Так что думал Кикин выборочно: о чем-то нужном и полезном – думал; о чем-то неприятном, хотя и таящем угрозу, старался не думать. Старался только еще больше и лучше услужить Благодетелю и семейству его, справедливо полагая, что именно это может и выручить, когда наступит время платить за перебитые горшки.
«Улита едет – когда то будет!» – любил для себя говаривать Александр Васильевич. И до поры – все было покойно. Как видно, улита действительно двигалась чрезвычайно медленно. А «остатнее» серебро и даже золото, которое все-таки прилипало к Кикиновым рукам, пряталось им надежно. Даже брат не знал, где.
20
Но когда же он случился – переход старшего Кикина от отца к сыну, и почему?
Ревизия денежных и материальных расходов по Адмиралтейству грянула, скорее всего, во второй половине 1714 года; причем, Кикин не смог ответить на многие вопросы ревизоров. А.В.Кикин, как мы знаем, ревизии опасался, ждал ее, но надеялся, благодаря приятельству царя, что ничего страшного с ним не произойдет. Но гром грянул и весьма сильный. Александр Васильевич такого оборота дела не ожидал. Нависла прямая угроза суда. Царь, еще недавно друг кум и благодетель превратился в непреклонного вершителя судьбы, а финал во времена государя Петра Алексеевича Кикину был очень хорошо известен. Вчерашнего баловня судьбы, царского дедушку обуял ужас. Вследсвие этого с Александром Васильевичем случился удар: он лишился подвижности и языка. Стали говорить, что дни бывшего царского любимца сочтены. Екатерина Алексеевна, жена царская кинулась просить мужа освободить Александра Васильевича от дознания, дать ему по крайней мере, умереть спокойно. И царь согласился. Следствие прекратили.
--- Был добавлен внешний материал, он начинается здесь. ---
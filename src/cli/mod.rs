//! CLI module
//!
//! Command-line interface for a z/OSMF server.
//!
//! # Commands
//!
//! - `datasets list|get|create|delete` - Manage datasets
//! - `jobs list` - List jobs
//! - `config show` - Print the resolved connection profile

mod commands;
mod runner;

pub use commands::{Cli, Commands, ConfigCommand, DatasetCommand, JobCommand, OutputFormat};
pub use runner::Runner;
Но – случилось чудо. Кикин постепенно выздоровел. К нему вернулась речь. Он стал двигаться. Но следствие не возобновили. Царь даже согласился с тем, чтобы Кикин с семьей был оставлен на жительство в Санкт-Петербурге. Но, конечно, о возобновлении дружелюбия Петра не могло быть и речи. Со скомпрометированными сотрудниками Петр рвал окончательно и бесповоротно.
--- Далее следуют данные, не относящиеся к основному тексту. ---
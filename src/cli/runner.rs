//! CLI runner - executes commands

use crate::cli::commands::{Cli, Commands, ConfigCommand, DatasetCommand, JobCommand, OutputFormat};
use crate::client::ZosmfClient;
use crate::config::ConnectionProfile;
use crate::datasets::DatasetInfo;
use crate::error::Result;
use serde::Serialize;
use serde_json::json;

/// CLI runner
pub struct Runner {
    cli: Cli,
}

impl Runner {
    /// Create a new runner
    pub fn new(cli: Cli) -> Self {
        Self { cli }
    }

    /// Run the CLI command
    pub async fn run(&self) -> Result<()> {
        let profile = self.load_profile()?;

        match &self.cli.command {
            Commands::Config(ConfigCommand::Show) => {
                self.output(&profile.redacted());
                Ok(())
            }
            Commands::Datasets(command) => {
                let client = ZosmfClient::new(profile)?;
                self.datasets(&client, command).await
            }
            Commands::Jobs(JobCommand::List) => {
                let client = ZosmfClient::new(profile)?;
                let jobs = client.jobs().list().await?;
                self.output(&jobs);
                Ok(())
            }
        }
    }

    /// An explicit config file wins; otherwise use the full precedence chain
    fn load_profile(&self) -> Result<ConnectionProfile> {
        match &self.cli.config {
            Some(path) => ConnectionProfile::from_file(path),
            None => ConnectionProfile::load(),
        }
    }

    async fn datasets(&self, client: &ZosmfClient, command: &DatasetCommand) -> Result<()> {
        let datasets = client.datasets();
        match command {
            DatasetCommand::List => {
                let list = datasets.list().await?;
                self.output(&list);
            }
            DatasetCommand::Get { name } => {
                let info = datasets.get(name).await?;
                self.output(&info);
            }
            DatasetCommand::Create { name, dataset_type } => {
                let info = DatasetInfo::new(name.as_str(), dataset_type.as_str());
                datasets.create(&info).await?;
                self.output(&json!({ "created": info }));
            }
            DatasetCommand::Delete { name } => {
                datasets.delete(name).await?;
                self.output(&json!({ "deleted": name }));
            }
        }
        Ok(())
    }

    fn output<T: Serialize + ?Sized>(&self, value: &T) {
        let rendered = match self.cli.format {
            OutputFormat::Json => serde_json::to_string(value),
            OutputFormat::Pretty => serde_json::to_string_pretty(value),
        };
        println!("{}", rendered.unwrap_or_default());
    }
}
Однако, в связи с параличем Кикина у автора имеются некоторые дополнительные соображения, с которыми он, автор, хотел бы поделиться с читателем. А именно: не мог ли недуг быть Кикиным сыгран? Дело в том, что и сегодня, при современной медицине, вывести человека из инсульта – чрезвычайно сложное, и увы, очень часто, безнадежное дело. Что же тогда говорить о XVIII веке? Чтобы в то время больной полностью восстановился после глубокого паралича? Ну, это вряд ли. Поэтому, автор, не настаивая на версии инсценировки Кикиным у д а р а, вполне допускает такую инсценировку. Ведь таким путем А.В.Кикин сохранил себе жизнь и даже избежал ссылки.
А чудеса – продолжались. Царь не полностью отклонил от себя Кикина – по крайней мере, не возражая против того, чтобы Александр Васильевич привлекался к исполнению некоторых дел и поручений – даже с выездом за границу.
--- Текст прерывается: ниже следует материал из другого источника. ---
//! Tests for the config module

use super::*;
use crate::error::Error;
use pretty_assertions::assert_eq;
use std::collections::HashMap;
use std::path::Path;
use tempfile::TempDir;
use test_case::test_case;

fn full_env() -> HashMap<String, String> {
    [
        (ENV_HOST, "https://mainframe.example.com"),
        (ENV_PORT, "443"),
        (ENV_USERNAME, "IBMUSER"),
        (ENV_PASSWORD, "SYS1"),
        (ENV_BASE_PATH, "/zosmf"),
    ]
    .into_iter()
    .map(|(k, v)| (k.to_string(), v.to_string()))
    .collect()
}

fn lookup(env: HashMap<String, String>) -> impl Fn(&str) -> Option<String> {
    move |key| env.get(key).cloned()
}

fn write_config(path: &Path, contents: &str) {
    if let Some(parent) = path.parent() {
        std::fs::create_dir_all(parent).unwrap();
    }
    std::fs::write(path, contents).unwrap();
}

const FILE_CONFIG: &str = r#"{
    "host": "https://file.example.com",
    "port": 10443,
    "username": "FILEUSER",
    "password": "secret",
    "basePath": "/zosmf",
    "insecure": true
}"#;

// ============================================================================
// Builder
// ============================================================================

#[test]
fn test_builder_builds_valid_profile() {
    let profile = ConnectionProfile::builder()
        .host("https://mainframe.example.com")
        .port(443)
        .credentials("IBMUSER", "SYS1")
        .base_path("/zosmf")
        .insecure(true)
        .build()
        .unwrap();

    assert_eq!(profile.host(), "https://mainframe.example.com");
    assert_eq!(profile.port(), 443);
    assert_eq!(profile.username(), "IBMUSER");
    assert_eq!(profile.password(), "SYS1");
    assert_eq!(profile.base_path(), "/zosmf");
    assert!(profile.insecure());
    assert!(profile.http_client().is_none());
}

#[test]
fn test_builder_rejects_missing_fields() {
    let err = ConnectionProfile::builder()
        .port(443)
        .credentials("IBMUSER", "SYS1")
        .build()
        .unwrap_err();
    assert!(matches!(err, Error::MissingRequiredField { field } if field == "host"));

    let err = ConnectionProfile::builder()
        .host("https://mainframe.example.com")
        .port(443)
        .credentials("IBMUSER", "")
        .build()
        .unwrap_err();
    assert!(matches!(err, Error::MissingRequiredField { field } if field == "password"));
}

#[test]
fn test_builder_keeps_http_client_override() {
    let profile = ConnectionProfile::builder()
        .host("https://mainframe.example.com")
        .port(443)
        .credentials("IBMUSER", "SYS1")
        .http_client(reqwest::Client::new())
        .build()
        .unwrap();
    assert!(profile.http_client().is_some());
}

#[test]
fn test_debug_redacts_password() {
    let profile = ConnectionProfile::builder()
        .host("https://mainframe.example.com")
        .port(443)
        .credentials("IBMUSER", "topsecret")
        .build()
        .unwrap();

    let debug = format!("{profile:?}");
    assert!(debug.contains("IBMUSER"));
    assert!(!debug.contains("topsecret"));
    assert_eq!(profile.redacted()["password"], "********");
}

#[test]
fn test_serialized_keys_are_camel_case() {
    let profile = ConnectionProfile::builder()
        .host("https://mainframe.example.com")
        .port(443)
        .credentials("IBMUSER", "SYS1")
        .base_path("/zosmf")
        .http_client(reqwest::Client::new())
        .build()
        .unwrap();

    let value = serde_json::to_value(&profile).unwrap();
    assert_eq!(value["basePath"], "/zosmf");
    assert_eq!(value["insecure"], false);
    assert!(value.get("httpClient").is_none());
    assert!(value.get("http_client").is_none());
}

// ============================================================================
// Environment source
// ============================================================================

#[test]
fn test_from_env_full() {
    let profile = ConnectionProfile::from_env_with(lookup(full_env())).unwrap();

    assert_eq!(profile.host(), "https://mainframe.example.com");
    assert_eq!(profile.port(), 443);
    assert_eq!(profile.username(), "IBMUSER");
    assert_eq!(profile.password(), "SYS1");
    assert_eq!(profile.base_path(), "/zosmf");
    assert!(!profile.insecure());
}

#[test]
fn test_from_env_optional_fields_default() {
    let mut env = full_env();
    env.remove(ENV_BASE_PATH);

    let profile = ConnectionProfile::from_env_with(lookup(env)).unwrap();
    assert_eq!(profile.base_path(), "");
    assert!(!profile.insecure());
}

#[test_case(ENV_HOST ; "host")]
#[test_case(ENV_PORT ; "port")]
#[test_case(ENV_USERNAME ; "username")]
#[test_case(ENV_PASSWORD ; "password")]
fn test_from_env_missing_required(var: &str) {
    let mut env = full_env();
    env.remove(var);

    let err = ConnectionProfile::from_env_with(lookup(env)).unwrap_err();
    assert!(matches!(err, Error::MissingRequiredField { ref field } if field == var));
}

#[test_case(ENV_HOST ; "host")]
#[test_case(ENV_PORT ; "port")]
#[test_case(ENV_USERNAME ; "username")]
#[test_case(ENV_PASSWORD ; "password")]
fn test_from_env_empty_required(var: &str) {
    let mut env = full_env();
    env.insert(var.to_string(), String::new());

    let err = ConnectionProfile::from_env_with(lookup(env)).unwrap_err();
    assert!(matches!(err, Error::MissingRequiredField { .. }));
}

#[test]
fn test_from_env_non_numeric_port() {
    let mut env = full_env();
    env.insert(ENV_PORT.to_string(), "abc".to_string());

    let err = ConnectionProfile::from_env_with(lookup(env)).unwrap_err();
    assert!(matches!(err, Error::InvalidFormat { ref field, .. } if field == ENV_PORT));
}

#[test]
fn test_from_env_port_zero_is_accepted() {
    let mut env = full_env();
    env.insert(ENV_PORT.to_string(), "0".to_string());

    let profile = ConnectionProfile::from_env_with(lookup(env)).unwrap();
    assert_eq!(profile.port(), 0);
}

#[test]
fn test_from_env_out_of_range_port() {
    let mut env = full_env();
    env.insert(ENV_PORT.to_string(), "70000".to_string());

    let err = ConnectionProfile::from_env_with(lookup(env)).unwrap_err();
    assert!(matches!(err, Error::InvalidFormat { ref field, .. } if field == ENV_PORT));
}

#[test_case("true", true ; "literal true")]
#[test_case("1", true ; "literal one")]
#[test_case("", false ; "empty")]
#[test_case("false", false ; "literal false")]
#[test_case("yes", false ; "yes")]
fn test_from_env_insecure_flag(value: &str, expected: bool) {
    let mut env = full_env();
    env.insert(ENV_INSECURE.to_string(), value.to_string());

    let profile = ConnectionProfile::from_env_with(lookup(env)).unwrap();
    assert_eq!(profile.insecure(), expected);
}

// ============================================================================
// File source
// ============================================================================

#[test]
fn test_from_file() {
    let dir = TempDir::new().unwrap();
    let path = dir.path().join("config.json");
    write_config(&path, FILE_CONFIG);

    let profile = ConnectionProfile::from_file(&path).unwrap();
    assert_eq!(profile.host(), "https://file.example.com");
    assert_eq!(profile.port(), 10443);
    assert_eq!(profile.username(), "FILEUSER");
    assert_eq!(profile.password(), "secret");
    assert_eq!(profile.base_path(), "/zosmf");
    assert!(profile.insecure());
}

#[test]
fn test_from_file_optional_fields_default() {
    let dir = TempDir::new().unwrap();
    let path = dir.path().join("config.json");
    write_config(
        &path,
        r#"{"host": "https://h", "port": 443, "username": "u", "password": "p"}"#,
    );

    let profile = ConnectionProfile::from_file(&path).unwrap();
    assert_eq!(profile.base_path(), "");
    assert!(!profile.insecure());
}

#[test]
fn test_from_file_missing_file() {
    let dir = TempDir::new().unwrap();
    let err = ConnectionProfile::from_file(dir.path().join("absent.json")).unwrap_err();
    assert!(matches!(err, Error::Io { .. }));
}

#[test]
fn test_from_file_malformed_json() {
    let dir = TempDir::new().unwrap();
    let path = dir.path().join("config.json");
    write_config(&path, "{ not json");

    let err = ConnectionProfile::from_file(&path).unwrap_err();
    assert!(matches!(err, Error::InvalidConfigFile { .. }));
    assert!(err.is_configuration());
}

#[test_case(r#"{"port": 443, "username": "u", "password": "p"}"#, "host" ; "host absent")]
#[test_case(r#"{"host": "", "port": 443, "username": "u", "password": "p"}"#, "host" ; "host empty")]
#[test_case(r#"{"host": "https://h", "username": "u", "password": "p"}"#, "port" ; "port absent")]
#[test_case(r#"{"host": "https://h", "port": 443, "password": "p"}"#, "username" ; "username absent")]
#[test_case(r#"{"host": "https://h", "port": 443, "username": "u"}"#, "password" ; "password absent")]
fn test_from_file_missing_or_empty_field(contents: &str, expected: &str) {
    let dir = TempDir::new().unwrap();
    let path = dir.path().join("config.json");
    write_config(&path, contents);

    let err = ConnectionProfile::from_file(&path).unwrap_err();
    assert!(matches!(err, Error::MissingRequiredField { ref field } if field == expected));
}

#[test]
fn test_from_file_port_zero_is_accepted() {
    let dir = TempDir::new().unwrap();
    let path = dir.path().join("config.json");
    write_config(
        &path,
        r#"{"host": "https://h", "port": 0, "username": "u", "password": "p"}"#,
    );

    let profile = ConnectionProfile::from_file(&path).unwrap();
    assert_eq!(profile.port(), 0);
}

// ============================================================================
// Default-path source
// ============================================================================

#[test]
fn test_default_paths_prefers_config_dir() {
    let home = TempDir::new().unwrap();
    let paths = default_config_paths(home.path());
    write_config(&paths[0], FILE_CONFIG);
    write_config(
        &paths[1],
        r#"{"host": "https://flat", "port": 1, "username": "u", "password": "p"}"#,
    );

    let profile = ConnectionProfile::from_default_paths_in(Some(home.path())).unwrap();
    assert_eq!(profile.host(), "https://file.example.com");
}

#[test]
fn test_default_paths_falls_back_to_flat_file() {
    let home = TempDir::new().unwrap();
    let paths = default_config_paths(home.path());
    write_config(&paths[1], FILE_CONFIG);

    let profile = ConnectionProfile::from_default_paths_in(Some(home.path())).unwrap();
    assert_eq!(profile.username(), "FILEUSER");
}

#[test]
fn test_default_paths_none_exist() {
    let home = TempDir::new().unwrap();
    let err = ConnectionProfile::from_default_paths_in(Some(home.path())).unwrap_err();
    assert!(matches!(err, Error::NotFound { .. }));
}

#[test]
fn test_default_paths_without_home() {
    let err = ConnectionProfile::from_default_paths_in(None).unwrap_err();
    assert!(matches!(err, Error::NotFound { .. }));
}

#[test]
fn test_default_paths_decode_error_is_not_masked() {
    let home = TempDir::new().unwrap();
    let paths = default_config_paths(home.path());
    write_config(&paths[0], "[]");
    write_config(&paths[1], FILE_CONFIG);

    let err = ConnectionProfile::from_default_paths_in(Some(home.path())).unwrap_err();
    assert!(matches!(err, Error::InvalidConfigFile { .. }));
    assert!(err.is_configuration());
}

// ============================================================================
// Precedence
// ============================================================================

#[test]
fn test_load_prefers_environment() {
    let home = TempDir::new().unwrap();
    write_config(&default_config_paths(home.path())[0], FILE_CONFIG);

    let profile = ConnectionProfile::load_with(lookup(full_env()), Some(home.path())).unwrap();
    assert_eq!(profile.host(), "https://mainframe.example.com");
    assert_eq!(profile.username(), "IBMUSER");
}

#[test_case(ENV_HOST ; "host")]
#[test_case(ENV_PORT ; "port")]
#[test_case(ENV_USERNAME ; "username")]
#[test_case(ENV_PASSWORD ; "password")]
fn test_load_falls_through_to_file(var: &str) {
    let home = TempDir::new().unwrap();
    write_config(&default_config_paths(home.path())[1], FILE_CONFIG);

    let mut env = full_env();
    env.remove(var);

    let profile = ConnectionProfile::load_with(lookup(env), Some(home.path())).unwrap();
    let expected = ConnectionProfile::from_file(&default_config_paths(home.path())[1]).unwrap();
    assert_eq!(profile, expected);
}

#[test]
fn test_load_invalid_port_falls_through_without_merging() {
    let home = TempDir::new().unwrap();
    write_config(&default_config_paths(home.path())[0], FILE_CONFIG);

    let mut env = full_env();
    env.insert(ENV_PORT.to_string(), "abc".to_string());

    let profile = ConnectionProfile::load_with(lookup(env), Some(home.path())).unwrap();
    assert_eq!(profile.host(), "https://file.example.com");
    assert_eq!(profile.username(), "FILEUSER");
}

#[test]
fn test_load_nothing_available() {
    let home = TempDir::new().unwrap();

    let err = ConnectionProfile::load_with(lookup(HashMap::new()), Some(home.path())).unwrap_err();
    match err {
        Error::ConfigurationUnavailable { env, files } => {
            assert!(matches!(*env, Error::MissingRequiredField { .. }));
            assert!(matches!(*files, Error::NotFound { .. }));
        }
        other => panic!("expected ConfigurationUnavailable, got {other:?}"),
    }
}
Повезло Александру Васильевичу!
Но такой оборот дела вовсе не устроил Кикина, не успокоил его. Втуне он жестоко обозлился и обиделся на Петра. Причем злость и обида со временем только усиливались. Как и большинство образованных и исполнителей, Кикин остался с неутоленным честолюбием. Но теперь, чтобы его утолить, используя Петра, – об этом не могло быть и речи.
И он решился поставить на Алексея. Способствуя Алексею в ожидании власти, а позже – помогая ему укрыться в Австрии, А.В. Кикин рассчитывал этим свое неутоленное честолюбие утолить. Об участи, которая могла быть в случае победы Петра, Кикин отлично знал. Но честолюбие оказалось сильнее. Он шел ва-банк.